Sunnites et chiites : rivalités et convergences
Dès l’origine de la scission entre sunnites et chiites, le religieux et le politique ont été intimement liés, dans une relation complexe où, contrairement à ce que pourrait suggérer une lecture trop rapide de l’histoire, c’est essentiellement le second, fait de rivalités dynastiques, de querelles de pouvoir et de clivages sociaux, qui fait évoluer le premier.
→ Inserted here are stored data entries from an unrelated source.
use chrono::{DateTime, Utc};
use roxmltree::Node;
use serde::Serialize;

use crate::feed::parser::FeedDocument;
use crate::util::{truncate_bytes, validate_link};

/// Bytes of item markup kept for a skipped-item diagnostic.
const SKIPPED_EXCERPT_BYTES: usize = 240;

/// One search result ready for display.
#[derive(Debug, Clone, PartialEq, Eq, Serialize)]
pub struct ResultItem {
    pub title: String,
    pub link: String,
    /// Publisher name from the item's `<source>` element.
    #[serde(skip_serializing_if = "Option::is_none")]
    pub source: Option<String>,
    /// `<pubDate>`, when present and valid RFC 2822.
    #[serde(skip_serializing_if = "Option::is_none")]
    pub published: Option<DateTime<Utc>>,
}

/// How the candidate item nodes were located.
#[derive(Debug, Clone, Copy, PartialEq, Eq, Serialize)]
#[serde(rename_all = "snake_case")]
pub enum ItemStrategy {
    /// `<item>` children of the root's first `<channel>`.
    ChannelItems,
    /// Every `<item>` anywhere in the document.
    AnyItem,
}

/// A candidate node that did not yield a usable result.
#[derive(Debug, Clone, PartialEq, Eq)]
pub struct SkippedItem {
    /// Position among the candidate nodes, 0-based.
    pub index: usize,
    pub reason: String,
    /// Start of the item's markup.
    pub excerpt: String,
}

/// Everything extraction learned from a document.
#[derive(Debug, Clone)]
pub struct Extraction {
    pub items: Vec<ResultItem>,
    pub skipped: Vec<SkippedItem>,
    pub strategy: ItemStrategy,
    /// Number of candidate nodes the strategy matched, valid or not.
    pub candidates: usize,
}

/// Extracts result items from a parsed feed.
///
/// Candidates come from `channel/item` under the root element. Only when that
/// path matches nothing are `item` elements searched for anywhere in the
/// document; the two sets are never merged.
///
/// Candidates without a resolvable link are skipped and reported in
/// [`Extraction::skipped`] without affecting the rest.
///
/// # Arguments
///
/// * `feed` - A document from [`parse_feed`](crate::feed::parse_feed), from
///   either the direct or the fallback attempt
///
/// # Returns
///
/// An [`Extraction`] with:
/// - `items` - Valid items in document order, possibly empty
/// - `skipped` - Rejected candidates with their position, reason and a markup excerpt
/// - `strategy` - Which of the two node selections was used
/// - `candidates` - How many nodes that selection matched
pub fn extract_items(feed: &FeedDocument<'_>) -> Extraction {
    let doc = feed.document();

    let mut strategy = ItemStrategy::ChannelItems;
    let mut nodes = channel_items(doc.root_element());
    if nodes.is_empty() {
        strategy = ItemStrategy::AnyItem;
        nodes = doc
            .descendants()
            .filter(|n| n.is_element() && n.has_tag_name("item"))
            .collect();
    }

    let candidates = nodes.len();
    let mut items = Vec::with_capacity(candidates);
    let mut skipped = Vec::new();

    for (index, node) in nodes.into_iter().enumerate() {
        match to_result_item(node) {
            Ok(item) => items.push(item),
            Err(reason) => {
                let markup = &doc.input_text()[node.range()];
                skipped.push(SkippedItem {
                    index,
                    reason,
                    excerpt: truncate_bytes(markup, SKIPPED_EXCERPT_BYTES).to_string(),
                });
            }
        }
    }

    Extraction {
        items,
        skipped,
        strategy,
        candidates,
    }
}

fn channel_items<'a, 'input>(root: Node<'a, 'input>) -> Vec<Node<'a, 'input>> {
    match child_element(root, "channel") {
        Some(channel) => channel
            .children()
            .filter(|n| n.is_element() && n.has_tag_name("item"))
            .collect(),
        None => Vec::new(),
    }
}

fn to_result_item(node: Node<'_, '_>) -> Result<ResultItem, String> {
    let link = child_text(node, "link").ok_or_else(|| "missing <link>".to_string())?;
    validate_link(&link).map_err(|e| e.to_string())?;

    let title = child_text(node, "title").unwrap_or_else(|| link.clone());
    let source = child_text(node, "source");
    let published = child_text(node, "pubDate")
        .and_then(|raw| DateTime::parse_from_rfc2822(&raw).ok())
        .map(|dt| dt.with_timezone(&Utc));

    Ok(ResultItem {
        title,
        link,
        source,
        published,
    })
}

fn child_element<'a, 'input>(node: Node<'a, 'input>, name: &str) -> Option<Node<'a, 'input>> {
    node.children()
        .find(|c| c.is_element() && c.has_tag_name(name))
}

/// Text content of the first child element called `name`.
///
/// Returns `None` when the child is absent or holds only whitespace; absence
/// is never papered over with an empty string.
fn child_text(node: Node<'_, '_>, name: &str) -> Option<String> {
    let child = child_element(node, name)?;
    let text: String = child
        .descendants()
        .filter(|n| n.is_text())
        .filter_map(|n| n.text())
        .collect();
    let trimmed = text.trim();
    if trimmed.is_empty() {
        None
    } else {
        Some(trimmed.to_string())
    }
}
Le conflit entre sunnites et chiites porte au départ sur la nature du pouvoir légitime en islam. Loin d’être toujours virulentes, ces controverses ont été activées ou désactivées au cours de l’histoire en fonction du contexte politique.
La dimension doctrinale
Au coeur du conflit doctrinal entre sunnites et chiites se trouve la question de l’imamat. Pour les sunnites, la forme idéale du pouvoir musulman est incarnée par le califat, en particulier celui des quatre premiers successeurs de Mahomet appelés les « bien guidés ». Ces derniers ont été désignés dans le cadre d’un processus de consultation des compagnons du Prophète. Après eux, nous dit tout un pan de la tradition, le califat s’est transformé en simple pouvoir dynastique, s’éloignant toujours plus de la pureté des origines. Pour autant, le califat, même dévoyé, a continué à incarner aux yeux des sunnites un pouvoir musulman légitime. Son abolition en 1924 par Mustafa Kemal Atatürk, le fondateur de la Turquie moderne, a constitué un vrai traumatisme.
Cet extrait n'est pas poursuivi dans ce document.